The three weeks or so after finishing a big project. The stretch run on a novel, screenplay, textbook, or research monograph is so intense and so all-consuming that finishing it can feel like stepping out an airlock. Even after dozens of books, finishing that final draft leaves me lost and hopeless. I wake up the next morning certain that I will never again have a good idea and spiral down from there. A lot of the writers I know save some little projects for those dark weeks after the novel, but that doesn’t work for me. I just have to ride it out. I kind of sleepwalk through at least a few weeks where I can’t do anything and can’t get anything done. It’s pretty damn bleak.How do your writer friends help you become a better writer? Or do they not?
In every way you can imagine, and this question is just begging for some name-dropping, so let me oblige. Robert J. Sawyer treated me like his equal from the moment I published my first story, and I can’t possibly say how huge that was. David Brin taught me more than I can say about being the professional writer that Rob inspired me to be. David Gerold taught me how to appreciate the community that is science fiction. Chatting black-hole physics and chaos theory with Stephen R. Donaldson back when I was in graduate school showed me how a writer extracts story elements out of knowledge. The entire team at Andromeda Spaceways Inflight Magazine was always there to encourage me to play around with ideas, push things to the edge of absurdity, and take creative risks. Melinda Snodgrass was generous in helping me build a professional network at science fiction conventions. Greg Bear whispered in my ear that I needed to enjoy everything that went with being a professional, and then he went and showed me how. Larry Niven’s writings inspired me, and now that I can call him an acquaintance, his humility is just as inspirational as his writing. I can’t tell you how many times I’ve seen him waiting in a queue at a convention when he could just walk up to the front and get waived through like a VIP. Steven Barnes taught me to find my own way, find my own voice, and find my own process. Kevin J. Anderson taught me more about the business side of the profession than most writers ever learn. And a special nod has to go to my fellow Kiwi, Lee Murray. Relentlessly supportive, she doesn’t hesitate to throw biting critiques at my work. She taught me the difference between style and self-indulgently bloated prose and for that, I will always be grateful.
What does literary success look like to you?
Pretty much, this. The instant you can say that writing fiction is a bit more than a hobby, you are a literary success, you are the one in a thousand, and I think I finally hit that mark with A World Adrift. I’d love to build a big audience. I’d love to have my agent land me a multi-book contract with one of the big publishing houses. I’d love to get a screen production of one of my works off the ground. I’d love to build my fiction into a second career, but I can honestly say that I appreciate this moment for exactly what it is.
Any other upcoming projects you would like to plug?

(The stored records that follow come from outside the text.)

//! Battery storage with SOC tracking.

use gs_core::{AttrMap, SimTime, Value};
use gs_graph::ModelSpec;
use gs_sim::{Model, ModelError, ModelResult, StepContext};
use tracing::trace;

use crate::common::{check_range, param_f64, param_or, readable, require_param, select, step_hours};
use crate::error::FactoryResult;

/// Input carrying the power setpoint in kW.
pub const SETPOINT: &str = "p_set";

/// Battery energy storage.
///
/// Power convention: positive = charging (load), negative = discharging.
/// The setpoint is limited by the power ratings and by the energy the SOC
/// allows within one step; `p` reports the power actually applied.
#[derive(Debug, Clone)]
pub struct Battery {
    pub capacity_kwh: f64,
    /// State of charge as a fraction (0..1).
    pub soc: f64,
    pub max_charge_kw: f64,
    pub max_discharge_kw: f64,
    pub eta_c: f64,
    pub eta_d: f64,
    dt_hours: f64,
    power_kw: f64,
    readable: Vec<String>,
}

impl Battery {
    /// Parameters: `capacity_kwh` (required), `max_charge_kw`,
    /// `max_discharge_kw` (default: one full capacity per hour), `eta_c`,
    /// `eta_d` (default 1.0). Initial SOC comes from the `soc` state,
    /// falling back to the `soc` parameter and then 0.5.
    pub fn from_spec(spec: &ModelSpec) -> FactoryResult<Self> {
        let capacity_kwh = check_range(
            spec,
            "capacity_kwh",
            require_param(spec, "capacity_kwh")?,
            f64::MIN_POSITIVE..=f64::MAX,
        )?;
        let soc = match spec.states.get("soc").and_then(Value::as_f64) {
            Some(soc) => soc,
            None => param_f64(spec, "soc")?.unwrap_or(0.5),
        };
        let max_charge_kw = param_or(spec, "max_charge_kw", capacity_kwh)?;
        let max_discharge_kw = param_or(spec, "max_discharge_kw", capacity_kwh)?;
        let eta_c = param_or(spec, "eta_c", 1.0)?;
        let eta_d = param_or(spec, "eta_d", 1.0)?;

        Ok(Self {
            capacity_kwh,
            soc: check_range(spec, "soc", soc, 0.0..=1.0)?,
            max_charge_kw: check_range(spec, "max_charge_kw", max_charge_kw, 0.0..=f64::MAX)?,
            max_discharge_kw: check_range(
                spec,
                "max_discharge_kw",
                max_discharge_kw,
                0.0..=f64::MAX,
            )?,
            eta_c: check_range(spec, "eta_c", eta_c, f64::MIN_POSITIVE..=1.0)?,
            eta_d: check_range(spec, "eta_d", eta_d, f64::MIN_POSITIVE..=1.0)?,
            dt_hours: step_hours(spec)?,
            power_kw: 0.0,
            readable: readable(spec),
        })
    }

    /// Apply a setpoint for one step and return the actual power.
    pub fn apply(&mut self, setpoint_kw: f64) -> f64 {
        let cmd_kw = if setpoint_kw >= 0.0 {
            setpoint_kw.min(self.max_charge_kw)
        } else {
            setpoint_kw.max(-self.max_discharge_kw)
        };

        let actual_kw = if cmd_kw > 0.0 {
            let headroom_kwh = (1.0 - self.soc) * self.capacity_kwh / self.eta_c;
            let actual = cmd_kw.min((headroom_kwh / self.dt_hours).max(0.0));
            self.soc += actual * self.dt_hours * self.eta_c / self.capacity_kwh;
            actual
        } else if cmd_kw < 0.0 {
            let available_kwh = self.soc * self.capacity_kwh * self.eta_d;
            let actual = (-cmd_kw).min((available_kwh / self.dt_hours).max(0.0));
            self.soc -= actual * self.dt_hours / (self.capacity_kwh * self.eta_d);
            -actual
        } else {
            0.0
        };

        self.soc = self.soc.clamp(0.0, 1.0);
        self.power_kw = actual_kw;
        actual_kw
    }
}

impl Model for Battery {
    fn step(&mut self, ctx: &mut StepContext<'_>) -> ModelResult<Option<SimTime>> {
        let setpoint = match ctx.input(SETPOINT) {
            None => 0.0,
            Some(v) => v.as_f64().ok_or_else(|| ModelError::InvalidValue {
                attr: SETPOINT.to_string(),
                what: format!("expected kW, got '{}'", v),
            })?,
        };
        if !setpoint.is_finite() {
            return Err(ModelError::InvalidValue {
                attr: SETPOINT.to_string(),
                what: "setpoint is not finite".to_string(),
            });
        }
        let actual = self.apply(setpoint);
        trace!(time = ctx.time, setpoint, actual, soc = self.soc, "battery step");
        Ok(None)
    }

    fn outputs(&self) -> AttrMap {
        select(
            &self.readable,
            [
                ("soc".to_string(), Value::Float(self.soc)),
                ("p".to_string(), Value::Float(self.power_kw)),
            ],
        )
    }
}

Zombies From Mars. It’s a reworking of one of my short stories into a scripted, radio-drama podcast and the first episodes should drop in early 2024. I keep saying I write fiction just for the fun of it and this version of Zombies is the most fun I have had in ages. It’s a biting critique of bureaucracy and capitalism, masquerading as over-the-top absurdist comedy. On top of that, not only did I get to be involved in just about every part of the production, I got to work with my daughter, who’s one of the co-stars. I knew she was talented, but I had no idea she was that talented, and discovering that was priceless.
I’ll shout out on social media when that goes live, but I’ve also just put my next novel, Killing Beauty in the hands of my agent. That’s a dark thriller set in a future where medical technology has advanced to the point where everyone can live forever. I’ve also just been offered the chance to adapt a prominent author’s biggest novel into a TV series, which isn’t quite getting something of my own produced, but it could be big if all the other pieces can be put in place. So, let’s hope.